In reviewing the science news sites, it was hard to get away from Eric Metaxas’s Wall Street Journal op-ed on fine-tuning and what it says about the likelihood of God, and from the host of responses to it. I don’t have anything to add directly to that conversation; I’ve already discussed the provability of God and my thoughts haven’t shifted much since then.
What did interest me was a comment made by Lawrence Krauss in his response. Krauss claims that “by allowing a Christian apologist to masquerade as a scientist WSJ did a disservice to its readers.” I appreciate that Krauss feels strongly about this matter. Still, I’m not sure anyone was masquerading. The item was clearly an opinion piece in a religion column, and I saw no evidence anyone was claiming the author was a scientist, beyond the fact that he was discussing a scientific topic.

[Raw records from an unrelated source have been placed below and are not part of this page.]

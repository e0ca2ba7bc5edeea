//! Per-connection recognition state machine.

use crate::connections::ConnectionHandle;
use crate::directory::Recognition;
use crate::error::ServerResult;
use crate::server::ServerState;
use std::sync::Arc;
use tracing::{debug, warn};
use warden_protocol::{IdentityMessage, Packet, StatusMessage};
use warden_types::HardwareId;

/// Correlation id of the acknowledgement sent to a newly provisioned device.
pub const PROVISIONED_CORRELATION_ID: u64 = 1;

/// Note carried by the refusal of a second identity packet.
pub const ALREADY_IDENTIFIED: &str = "already identified";

/// Where a connection stands in the identify exchange.
#[derive(Debug, Clone, PartialEq, Eq)]
pub enum SessionState {
    /// No identity received yet.
    Unregistered,
    /// The device was on record and has been sent its stored identity.
    Recognized(HardwareId),
    /// The device was stored on first contact and acknowledged.
    Provisional(HardwareId),
}

impl SessionState {
    /// The hardware id the connection identified as, once terminal.
    pub fn hardware_id(&self) -> Option<&HardwareId> {
        match self {
            SessionState::Unregistered => None,
            SessionState::Recognized(id) | SessionState::Provisional(id) => Some(id),
        }
    }

    pub fn is_terminal(&self) -> bool {
        !matches!(self, SessionState::Unregistered)
    }
}

/// One connection's view of the server.
pub struct Session {
    state: SessionState,
    connection: ConnectionHandle,
    server: Arc<ServerState>,
}

impl Session {
    pub fn new(server: Arc<ServerState>, connection: ConnectionHandle) -> Self {
        Self {
            state: SessionState::Unregistered,
            connection,
            server,
        }
    }

    pub fn state(&self) -> &SessionState {
        &self.state
    }

    pub fn connection(&self) -> &ConnectionHandle {
        &self.connection
    }

    /// Handles one inbound packet and returns the reply, if any.
    pub async fn handle(&mut self, packet: Packet) -> ServerResult<Option<Packet>> {
        match packet {
            Packet::Identity(message) => self.identify(message).await.map(Some),
            Packet::Status(message) => {
                debug!(
                    connection = %self.connection.id(),
                    status = ?message.status,
                    correlation_id = message.correlation_id,
                    "Ignoring status packet from device"
                );
                Ok(None)
            }
        }
    }

    async fn identify(&mut self, message: IdentityMessage) -> ServerResult<Packet> {
        if self.state.is_terminal() {
            warn!(
                connection = %self.connection.id(),
                presented = %message.device.key(),
                "Identity packet after identification"
            );
            return Ok(StatusMessage::not_ok(ALREADY_IDENTIFIED, 0).into());
        }

        let recognition = self.server.devices().recognize(&message.device).await?;
        let hardware_id = recognition.device().key().clone();

        if let Some(previous) = self
            .server
            .connections()
            .register(hardware_id.clone(), self.connection.clone())
            .await
        {
            debug!(
                %hardware_id,
                replaced = %previous.id(),
                "Replaced earlier connection for device"
            );
        }

        let reply = match recognition {
            Recognition::Known(record) => {
                self.state = SessionState::Recognized(hardware_id);
                IdentityMessage::new(record).into()
            }
            Recognition::Provisioned(_) => {
                self.state = SessionState::Provisional(hardware_id);
                StatusMessage::ok(PROVISIONED_CORRELATION_ID).into()
            }
        };
        Ok(reply)
    }

    /// Removes this connection from the connection registry, unless a newer
    /// connection has taken its place.
    pub async fn close(&self) {
        if let Some(hardware_id) = self.state.hardware_id() {
            self.server
                .connections()
                .unregister(hardware_id, self.connection.id())
                .await;
        }
    }
}
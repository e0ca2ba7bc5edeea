//! Text encodings shared by the engine.
//!
//! Passwords, messages and file contents are hashed and encrypted as
//! UTF-16LE. Fingerprints and exported keys are URL-safe base64 without
//! padding.

use base64::{engine::general_purpose::URL_SAFE_NO_PAD, Engine};

/// Encodes `text` as UTF-16 little-endian bytes.
pub fn utf16_bytes(text: &str) -> Vec<u8> {
    text.encode_utf16().flat_map(u16::to_le_bytes).collect()
}

/// Decodes UTF-16 little-endian bytes. Returns `None` for an odd byte count
/// or unpaired surrogates.
pub fn from_utf16_bytes(bytes: &[u8]) -> Option<String> {
    if bytes.len() % 2 != 0 {
        return None;
    }
    let units: Vec<u16> = bytes
        .chunks_exact(2)
        .map(|pair| u16::from_le_bytes([pair[0], pair[1]]))
        .collect();
    String::from_utf16(&units).ok()
}

/// URL-safe base64 without padding (`+` → `-`, `/` → `_`, no `=`).
pub fn to_safe_base64(data: &[u8]) -> String {
    URL_SAFE_NO_PAD.encode(data)
}

/// Decodes URL-safe base64, with or without trailing padding.
pub fn from_safe_base64(encoded: &str) -> Option<Vec<u8>> {
    URL_SAFE_NO_PAD.decode(encoded.trim_end_matches('=')).ok()
}
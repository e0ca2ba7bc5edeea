//! Cryptographic engine for Warden.
//!
//! Provides:
//! - Salted secure hashing (PBKDF2-HMAC-SHA256, 32-byte salt, 256-byte output)
//! - RSA key generation and password-sealed private key records
//! - Hybrid encryption: RSA ciphertext followed by a SHA-256 plaintext digest
//! - Symmetric at-rest file sealing (AES-256-CBC, PKCS#7)
//! - Hardware fingerprinting from network interface addresses
//!
//! Every operation is synchronous and holds no state between calls, so the
//! functions here can be called from any number of threads at once.
//! Password and integrity failures are reported, never retried, and logged
//! as `crypto-failure` events.

mod encoding;
mod error;
mod file;
mod fingerprint;
mod hash;
mod hybrid;
mod keys;

pub use encoding::{from_safe_base64, from_utf16_bytes, to_safe_base64, utf16_bytes};
pub use error::{CryptoError, CryptoResult};
pub use file::{open_content, open_file, seal_content, seal_file, FILE_HEADER_SIZE, IV_SIZE};
pub use fingerprint::{
    device_fingerprint, fingerprint_from_addresses, fingerprint_from_interfaces, is_operational,
};
pub use hash::{
    derive_secure_hash, derive_secure_hash_with_random_salt, Salt, SecureHash,
    PBKDF2_ITERATIONS, SALT_SIZE, SECURE_HASH_SIZE,
};
pub use hybrid::{decrypt, encrypt, DIGEST_SIZE};
pub use keys::{
    generate_keypair, open_private_key, open_private_key_record, seal_private_key,
    seal_private_key_record, KeyPair, PrivateKey, PublicKey, RSA_KEY_BITS,
};
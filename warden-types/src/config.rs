//! Pretty-printed JSON configuration files.

use crate::Result;
use serde::Serialize;
use serde::de::DeserializeOwned;
use std::fs;
use std::path::Path;

/// A configuration document persisted as a single JSON file.
///
/// Implementors only supply `Default`; loading and saving are shared.
pub trait JsonConfig: Serialize + DeserializeOwned + Default {
    /// Loads the configuration at `path`, writing the defaults there first
    /// if the file does not exist yet.
    fn load_or_create(path: &Path) -> Result<Self> {
        if !path.exists() {
            let config = Self::default();
            config.save(path)?;
            return Ok(config);
        }
        let json = fs::read_to_string(path)?;
        Ok(serde_json::from_str(&json)?)
    }

    /// Writes the configuration to `path`, replacing any previous content.
    fn save(&self, path: &Path) -> Result<()> {
        if let Some(parent) = path.parent().filter(|p| !p.as_os_str().is_empty()) {
            fs::create_dir_all(parent)?;
        }
        let json = serde_json::to_string_pretty(self)?;
        fs::write(path, json)?;
        Ok(())
    }
}
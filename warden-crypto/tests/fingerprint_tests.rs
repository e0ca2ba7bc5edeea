use pnet_datalink::{MacAddr, NetworkInterface};
use warden_crypto::{
    device_fingerprint, fingerprint_from_addresses, fingerprint_from_interfaces, from_safe_base64,
    is_operational,
};

// Interface flag bits shared by Linux and the BSDs.
const IFF_UP: u32 = 0x1;
const IFF_LOOPBACK: u32 = 0x8;
const IFF_RUNNING: u32 = 0x40;

fn interface(name: &str, mac: Option<[u8; 6]>, flags: u32) -> NetworkInterface {
    NetworkInterface {
        name: name.to_string(),
        description: String::new(),
        index: 0,
        mac: mac.map(|[a, b, c, d, e, f]| MacAddr(a, b, c, d, e, f)),
        ips: Vec::new(),
        flags,
    }
}

#[test]
fn fingerprint_is_stable() {
    let fp1 = device_fingerprint();
    let fp2 = device_fingerprint();
    assert_eq!(fp1, fp2);
}

#[test]
fn fingerprint_is_url_safe_base64_of_sha256() {
    let fp = device_fingerprint();
    let text = fp.as_str();
    // 32 bytes → 43 base64 characters without padding.
    assert_eq!(text.len(), 43);
    assert!(!text.contains('='));
    assert!(!text.contains('+'));
    assert!(!text.contains('/'));
    assert_eq!(from_safe_base64(text).unwrap().len(), 32);
}

#[test]
fn empty_address_set_hashes_empty_input() {
    let fp = fingerprint_from_addresses(std::iter::empty());
    // SHA-256 of the empty string.
    assert_eq!(fp.as_str(), "47DEQpj8HBSa-_TImW-5JCeuQeRkm5NMpJWZG3hSuFU");
}

#[test]
fn different_address_sets_differ() {
    let a = [0x00, 0x1A, 0x2B, 0x3C, 0x4D, 0x5E];
    let b = [0x00, 0x1A, 0x2B, 0x3C, 0x4D, 0x5F];
    let fp_a = fingerprint_from_addresses([a.as_slice()]);
    let fp_b = fingerprint_from_addresses([b.as_slice()]);
    assert_ne!(fp_a, fp_b);
}

#[test]
fn enumeration_order_matters() {
    let a = [0x02, 0x00, 0x00, 0x00, 0x00, 0x01];
    let b = [0x02, 0x00, 0x00, 0x00, 0x00, 0x02];
    let ab = fingerprint_from_addresses([a.as_slice(), b.as_slice()]);
    let ba = fingerprint_from_addresses([b.as_slice(), a.as_slice()]);
    assert_ne!(ab, ba);
}

#[test]
fn addresses_are_concatenated() {
    let a = [0xAA, 0xBB, 0xCC, 0xDD, 0xEE, 0xFF];
    let b = [0x11, 0x22, 0x33, 0x44, 0x55, 0x66];
    let split = fingerprint_from_addresses([a.as_slice(), b.as_slice()]);
    let joined: Vec<u8> = a.iter().chain(b.iter()).copied().collect();
    assert_eq!(split, fingerprint_from_addresses([joined.as_slice()]));
}

#[cfg(any(target_os = "linux", target_os = "android", target_os = "macos"))]
#[test]
fn only_running_non_loopback_interfaces_are_operational() {
    let mac = Some([0x02, 0, 0, 0, 0, 1]);
    assert!(is_operational(&interface("eth0", mac, IFF_UP | IFF_RUNNING)));
    // Administratively up but no carrier.
    assert!(!is_operational(&interface("veth0", mac, IFF_UP)));
    assert!(!is_operational(&interface("eth1", mac, 0)));
    assert!(!is_operational(&interface("lo", None, IFF_UP | IFF_RUNNING | IFF_LOOPBACK)));
}

#[cfg(any(target_os = "linux", target_os = "android", target_os = "macos"))]
#[test]
fn interface_without_carrier_does_not_change_fingerprint() {
    let eth0 = [0x02, 0x00, 0x00, 0x00, 0x00, 0x01];
    let veth = [0x02, 0x00, 0x00, 0x00, 0x00, 0x02];
    let running = vec![
        interface("lo", None, IFF_UP | IFF_RUNNING | IFF_LOOPBACK),
        interface("eth0", Some(eth0), IFF_UP | IFF_RUNNING),
    ];
    let mut with_dead_link = running.clone();
    with_dead_link.push(interface("veth0", Some(veth), IFF_UP));

    let expected = fingerprint_from_addresses([eth0.as_slice()]);
    assert_eq!(fingerprint_from_interfaces(&running), expected);
    assert_eq!(fingerprint_from_interfaces(&with_dead_link), expected);
}

#[cfg(any(target_os = "linux", target_os = "android", target_os = "macos"))]
#[test]
fn interfaces_without_address_are_skipped() {
    let eth0 = [0x02, 0x00, 0x00, 0x00, 0x00, 0x01];
    let interfaces = vec![
        interface("tun0", None, IFF_UP | IFF_RUNNING),
        interface("eth0", Some(eth0), IFF_UP | IFF_RUNNING),
    ];
    assert_eq!(
        fingerprint_from_interfaces(&interfaces),
        fingerprint_from_addresses([eth0.as_slice()])
    );
}
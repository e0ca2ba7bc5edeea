use warden_crypto::{
    open_content, open_file, seal_content, seal_file, CryptoError, FILE_HEADER_SIZE, IV_SIZE,
    SALT_SIZE,
};

#[test]
fn seal_open_roundtrip() {
    let sealed = seal_content("device list", "storage key").unwrap();
    assert_eq!(open_content(&sealed, "storage key").unwrap(), "device list");
}

#[test]
fn seal_open_empty() {
    let sealed = seal_content("", "k").unwrap();
    assert_eq!(open_content(&sealed, "k").unwrap(), "");
}

#[test]
fn seal_open_large_unicode() {
    let content = "Zeile äöü 🚀\n".repeat(2_000);
    let sealed = seal_content(&content, "k").unwrap();
    assert_eq!(open_content(&sealed, "k").unwrap(), content);
}

#[test]
fn sealed_layout() {
    let sealed = seal_content("abc", "k").unwrap();
    assert_eq!(FILE_HEADER_SIZE, SALT_SIZE + IV_SIZE);
    assert_eq!(FILE_HEADER_SIZE, 96);
    let ciphertext_len = sealed.len() - FILE_HEADER_SIZE;
    // "abc" is 6 bytes of UTF-16, padded to one AES block.
    assert_eq!(ciphertext_len, 16);
}

#[test]
fn same_content_seals_differently() {
    let s1 = seal_content("same", "k").unwrap();
    let s2 = seal_content("same", "k").unwrap();
    assert_ne!(s1[..SALT_SIZE], s2[..SALT_SIZE]);
    assert_ne!(s1[SALT_SIZE..FILE_HEADER_SIZE], s2[SALT_SIZE..FILE_HEADER_SIZE]);
    assert_ne!(s1, s2);
}

#[test]
fn wrong_key_never_yields_content() {
    let content = "the quick brown fox jumps over the lazy dog";
    let sealed = seal_content(content, "right").unwrap();
    match open_content(&sealed, "wrong") {
        Ok(opened) => assert_ne!(opened, content),
        Err(err) => assert!(matches!(err, CryptoError::Decryption(_))),
    }
}

#[test]
fn short_data_is_rejected() {
    let err = open_content(&[0u8; FILE_HEADER_SIZE - 1], "k").unwrap_err();
    assert!(matches!(err, CryptoError::Decryption(_)));
}

#[test]
fn partial_block_is_rejected() {
    let mut sealed = seal_content("abcdefgh", "k").unwrap();
    sealed.pop();
    assert!(matches!(
        open_content(&sealed, "k"),
        Err(CryptoError::Decryption(_))
    ));
}

#[test]
fn seal_and_open_file_on_disk() {
    let dir = tempfile::tempdir().unwrap();
    let path = dir.path().join("sealed.bin");
    seal_file(&path, "persisted", "disk key").unwrap();
    assert_eq!(open_file(&path, "disk key").unwrap(), "persisted");

    let raw = std::fs::read(&path).unwrap();
    assert!(raw.len() > FILE_HEADER_SIZE);
}

#[test]
fn open_missing_file_is_io_error() {
    let dir = tempfile::tempdir().unwrap();
    assert!(matches!(
        open_file(dir.path().join("missing.bin"), "k"),
        Err(CryptoError::Io(_))
    ));
}
//! The device side of the identify exchange.

use crate::error::{ClientError, ClientResult};
use tokio::net::TcpStream;
use tracing::{debug, info};
use warden_crypto::device_fingerprint;
use warden_protocol::{
    read_packet, write_packet, IdentityMessage, Packet, PacketRegistry, Status,
};
use warden_types::DeviceIdentity;

/// Correlation id the server uses to acknowledge a first contact.
const PROVISIONED_CORRELATION_ID: u64 = 1;

/// This machine's identity: its fingerprint, the given nickname and no
/// profile.
pub fn local_identity(nickname: impl Into<String>) -> DeviceIdentity {
    DeviceIdentity::new(device_fingerprint(), nickname)
}

/// How the server answered an identity packet.
#[derive(Debug, Clone)]
pub enum IdentifyOutcome {
    /// First contact: the server stored the device with no profile.
    Provisional,
    /// The server already knew the device; carries its stored record.
    Recognized(DeviceIdentity),
}

/// A connection to a Warden server.
pub struct Client {
    stream: TcpStream,
    registry: PacketRegistry,
}

impl Client {
    /// Connects to the server at `address`.
    pub async fn connect(address: &str) -> ClientResult<Self> {
        let stream = TcpStream::connect(address).await?;
        debug!(%address, "Connected to server");
        Ok(Self {
            stream,
            registry: PacketRegistry::standard()?,
        })
    }

    /// Presents `device` and waits for the server's verdict.
    pub async fn identify(&mut self, device: &DeviceIdentity) -> ClientResult<IdentifyOutcome> {
        let packet: Packet = IdentityMessage::new(device.clone()).into();
        write_packet(&mut self.stream, &self.registry, &packet).await?;

        let reply = self.next_packet().await?.ok_or(ClientError::ConnectionClosed)?;
        let outcome = match reply {
            Packet::Status(message)
                if message.status == Status::Ok
                    && message.correlation_id == PROVISIONED_CORRELATION_ID =>
            {
                IdentifyOutcome::Provisional
            }
            Packet::Identity(message) if message.device.same_device(device) => {
                IdentifyOutcome::Recognized(message.device)
            }
            Packet::Identity(message) => {
                return Err(ClientError::UnexpectedReply(format!(
                    "identity of another device ({})",
                    message.device.key()
                )));
            }
            Packet::Status(message) => {
                return Err(ClientError::UnexpectedReply(format!(
                    "status {:?} ({}) with correlation id {}",
                    message.status, message.note, message.correlation_id
                )));
            }
        };

        match &outcome {
            IdentifyOutcome::Provisional => {
                info!(hardware_id = %device.key(), "Registered with server, awaiting profile")
            }
            IdentifyOutcome::Recognized(record) => {
                info!(hardware_id = %record.key(), profile = %record.profile, "Recognized by server")
            }
        }
        Ok(outcome)
    }

    /// Waits for the next packet from the server. `Ok(None)` means the
    /// server closed the connection.
    pub async fn next_packet(&mut self) -> ClientResult<Option<Packet>> {
        Ok(read_packet(&mut self.stream, &self.registry).await?)
    }
}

Is the objection then that only scientists should write about science? It can be frustrating for experts to see lay people get something incorrect, and it is a natural impulse to erect “You must be at least this tall to play” checkpoints. Yet I think we should instead be gracious and grateful whenever someone goes out on a limb to describe their understanding of a topic they have not mastered. It requires some courage to risk being wrong, and demonstrates curiosity when disinterest is an available alternative. It also creates opportunities for dialogue; if no one is willing to say what they understand, there is nothing to talk about and no way to know what is actually being communicated.
Who should be allowed to participate in public discourse on technical subjects? How do you respond to visitors from other domains who make mistakes while exploring your field?